--- TASK MATERIAL ---

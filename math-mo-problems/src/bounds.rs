//! Variable bounds and the per-problem bound registry.

use crate::error::{ProblemError, Result};
use ndarray::{Array1, Array2, ArrayView2, Axis};
use serde::{Deserialize, Serialize};

/// A named box constraint `lower <= x <= upper` on one decision variable.
#[derive(Debug, Clone, PartialEq, Serialize, Deserialize)]
pub struct VariableBound {
    /// Variable name (`x1`, `x2`, ...)
    pub name: String,
    /// Lower bound
    pub lower: f64,
    /// Upper bound
    pub upper: f64,
}

impl VariableBound {
    /// Create a bound without validation; [`BoundRegistry::new`] validates.
    pub fn new(name: impl Into<String>, lower: f64, upper: f64) -> Self {
        Self {
            name: name.into(),
            lower,
            upper,
        }
    }

    /// Interval width `upper - lower`
    pub fn width(&self) -> f64 {
        self.upper - self.lower
    }

    /// Interval midpoint
    pub fn midpoint(&self) -> f64 {
        0.5 * (self.lower + self.upper)
    }

    /// Whether `x` lies inside the closed interval
    pub fn contains(&self, x: f64) -> bool {
        x >= self.lower && x <= self.upper
    }

    fn is_valid(&self) -> bool {
        self.lower.is_finite() && self.upper.is_finite() && self.lower <= self.upper
    }
}

/// Ordered, immutable set of variable bounds for one problem.
///
/// The order of the bounds is the column order expected in every sample batch.
#[derive(Debug, Clone, PartialEq, Serialize, Deserialize)]
pub struct BoundRegistry {
    variables: Vec<VariableBound>,
}

impl BoundRegistry {
    /// Build a registry, rejecting inverted or non-finite bounds and repeated names.
    pub fn new(variables: Vec<VariableBound>) -> Result<Self> {
        for (i, var) in variables.iter().enumerate() {
            if !var.is_valid() {
                return Err(ProblemError::InvalidBounds {
                    name: var.name.clone(),
                    lower: var.lower,
                    upper: var.upper,
                });
            }
            if variables[..i].iter().any(|other| other.name == var.name) {
                return Err(ProblemError::DuplicateVariable {
                    name: var.name.clone(),
                });
            }
        }
        Ok(Self { variables })
    }

    /// Build from bounds known to be valid at compile time.
    pub(crate) fn from_static(variables: Vec<VariableBound>) -> Self {
        debug_assert!(variables.iter().all(VariableBound::is_valid));
        Self { variables }
    }

    /// `n` variables named `x1..xn`, all sharing the same interval.
    pub fn uniform(n: usize, lower: f64, upper: f64) -> Result<Self> {
        Self::new(
            (1..=n)
                .map(|i| VariableBound::new(format!("x{}", i), lower, upper))
                .collect(),
        )
    }

    /// Number of decision variables
    pub fn n_var(&self) -> usize {
        self.variables.len()
    }

    /// Bounds in column order
    pub fn variables(&self) -> &[VariableBound] {
        &self.variables
    }

    /// Look up a bound by variable name
    pub fn get(&self, name: &str) -> Option<&VariableBound> {
        self.variables.iter().find(|v| v.name == name)
    }

    /// Lower bounds as a length-M vector
    pub fn lower(&self) -> Array1<f64> {
        self.variables.iter().map(|v| v.lower).collect()
    }

    /// Upper bounds as a length-M vector
    pub fn upper(&self) -> Array1<f64> {
        self.variables.iter().map(|v| v.upper).collect()
    }

    /// `(lower, upper)` vectors in variable order, as consumed by optimizers
    pub fn bound_arrays(&self) -> (Array1<f64>, Array1<f64>) {
        (self.lower(), self.upper())
    }

    /// Bounds matrix for optimization (2 x n matrix)
    /// bounds[[0, i]] = lower bound, bounds[[1, i]] = upper bound
    pub fn as_matrix(&self) -> Array2<f64> {
        Array2::from_shape_fn((2, self.n_var()), |(i, j)| {
            if i == 0 {
                self.variables[j].lower
            } else {
                self.variables[j].upper
            }
        })
    }

    /// Midpoint of every interval, as a single-sample batch row
    pub fn midpoints(&self) -> Array1<f64> {
        self.variables.iter().map(|v| v.midpoint()).collect()
    }

    /// Fail with [`ProblemError::InvalidShape`] unless `x` has one column per variable.
    pub fn check_columns(&self, x: &ArrayView2<f64>) -> Result<()> {
        if x.ncols() != self.n_var() {
            return Err(ProblemError::InvalidShape {
                expected: self.n_var(),
                got: x.ncols(),
            });
        }
        Ok(())
    }

    /// Rescale every column to `[-1, 1]`: `2 (x - lower) / (upper - lower) - 1`.
    ///
    /// A degenerate interval (`lower == upper`) maps to 0.
    pub fn normalize(&self, x: &ArrayView2<f64>) -> Result<Array2<f64>> {
        self.check_columns(x)?;
        let mut scaled = x.to_owned();
        for (mut column, var) in scaled.axis_iter_mut(Axis(1)).zip(&self.variables) {
            let width = var.width();
            if width > 0.0 {
                column.mapv_inplace(|xi| 2.0 * (xi - var.lower) / width - 1.0);
            } else {
                column.fill(0.0);
            }
        }
        Ok(scaled)
    }

    /// Inverse of [`normalize`](Self::normalize).
    pub fn denormalize(&self, x_scaled: &ArrayView2<f64>) -> Result<Array2<f64>> {
        self.check_columns(x_scaled)?;
        let mut x = x_scaled.to_owned();
        for (mut column, var) in x.axis_iter_mut(Axis(1)).zip(&self.variables) {
            let (lower, width) = (var.lower, var.width());
            column.mapv_inplace(|s| lower + 0.5 * (s + 1.0) * width);
        }
        Ok(x)
    }

    /// Whether every entry of `x` lies inside its column's interval.
    pub fn contains_all(&self, x: &ArrayView2<f64>) -> bool {
        x.ncols() == self.n_var()
            && x.axis_iter(Axis(0)).all(|row| {
                row.iter()
                    .zip(&self.variables)
                    .all(|(&xi, var)| var.contains(xi))
            })
    }
}

#[cfg(test)]
mod tests {
    use super::*;
    use approx::assert_abs_diff_eq;
    use ndarray::array;

    fn truss_like() -> BoundRegistry {
        BoundRegistry::new(vec![
            VariableBound::new("x1", 1.0, 3.0),
            VariableBound::new("x2", 2.0_f64.sqrt(), 3.0),
        ])
        .unwrap()
    }

    #[test]
    fn test_registry_rejects_inverted_bounds() {
        let err = BoundRegistry::new(vec![VariableBound::new("x1", 2.0, 1.0)]).unwrap_err();
        assert!(err.is_definition_error());
    }

    #[test]
    fn test_registry_rejects_duplicate_names() {
        let err = BoundRegistry::new(vec![
            VariableBound::new("x1", 0.0, 1.0),
            VariableBound::new("x1", 0.0, 2.0),
        ])
        .unwrap_err();
        assert_eq!(
            err,
            ProblemError::DuplicateVariable {
                name: "x1".to_string()
            }
        );
    }

    #[test]
    fn test_bound_arrays_follow_declaration_order() {
        let reg = truss_like();
        let (lower, upper) = reg.bound_arrays();
        assert_eq!(lower, array![1.0, 2.0_f64.sqrt()]);
        assert_eq!(upper, array![3.0, 3.0]);
        assert_eq!(reg.as_matrix().row(0), lower);
        assert_eq!(reg.as_matrix().row(1), upper);
        assert_eq!(reg.get("x2").map(|v| v.upper), Some(3.0));
    }

    #[test]
    fn test_normalize_maps_bounds_to_unit_interval() {
        let reg = truss_like();
        let (lower, upper) = reg.bound_arrays();
        let mut x = Array2::zeros((3, 2));
        x.row_mut(0).assign(&lower);
        x.row_mut(1).assign(&upper);
        x.row_mut(2).assign(&reg.midpoints());

        let s = reg.normalize(&x.view()).unwrap();
        assert_eq!(s.row(0), array![-1.0, -1.0]);
        assert_eq!(s.row(1), array![1.0, 1.0]);
        assert_abs_diff_eq!(s[[2, 0]], 0.0, epsilon = 1e-15);
        assert_abs_diff_eq!(s[[2, 1]], 0.0, epsilon = 1e-15);
    }

    #[test]
    fn test_normalize_stays_in_range() {
        let reg = BoundRegistry::uniform(3, -5.0, 10.0).unwrap();
        let x = Array2::from_shape_fn((50, 3), |(i, j)| {
            -5.0 + 15.0 * ((i * 7 + j * 3) % 50) as f64 / 49.0
        });
        let s = reg.normalize(&x.view()).unwrap();
        assert!(s.iter().all(|&v| (-1.0..=1.0).contains(&v)));

        let back = reg.denormalize(&s.view()).unwrap();
        for (a, b) in back.iter().zip(x.iter()) {
            assert_abs_diff_eq!(a, b, epsilon = 1e-12);
        }
    }

    #[test]
    fn test_degenerate_interval_normalizes_to_zero() {
        let reg = BoundRegistry::new(vec![VariableBound::new("x1", 2.0, 2.0)]).unwrap();
        let s = reg.normalize(&array![[2.0], [2.0]].view()).unwrap();
        assert_eq!(s, array![[0.0], [0.0]]);
    }

    #[test]
    fn test_normalize_rejects_wrong_column_count() {
        let reg = truss_like();
        let err = reg.normalize(&Array2::zeros((1, 3)).view()).unwrap_err();
        assert_eq!(err, ProblemError::InvalidShape { expected: 2, got: 3 });
    }

    #[test]
    fn test_contains_all() {
        let reg = truss_like();
        assert!(reg.contains_all(&array![[1.0, 2.0], [3.0, 3.0]].view()));
        assert!(!reg.contains_all(&array![[0.5, 2.0]].view()));
    }
}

---

- INSTRUCTIONS FOR THE TASK
Output exactly the span of lines beginning at the first line of the records and ending at the line that holds "pub fn contains(&self, x: f64)", inclusive, with no other text.

- TASK RESPONSE
filename math-mo-problems/src/bounds.rs
//! Variable bounds and the per-problem bound registry.

use crate::error::{ProblemError, Result};
use ndarray::{Array1, Array2, ArrayView2, Axis};
use serde::{Deserialize, Serialize};

/// A named box constraint `lower <= x <= upper` on one decision variable.
#[derive(Debug, Clone, PartialEq, Serialize, Deserialize)]
pub struct VariableBound {
    /// Variable name (`x1`, `x2`, ...)
    pub name: String,
    /// Lower bound
    pub lower: f64,
    /// Upper bound
    pub upper: f64,
}

impl VariableBound {
    /// Create a bound without validation; [`BoundRegistry::new`] validates.
    pub fn new(name: impl Into<String>, lower: f64, upper: f64) -> Self {
        Self {
            name: name.into(),
            lower,
            upper,
        }
    }

    /// Interval width `upper - lower`
    pub fn width(&self) -> f64 {
        self.upper - self.lower
    }

    /// Interval midpoint
    pub fn midpoint(&self) -> f64 {
        0.5 * (self.lower + self.upper)
    }

    /// Whether `x` lies inside the closed interval
    pub fn contains(&self, x: f64) -> bool {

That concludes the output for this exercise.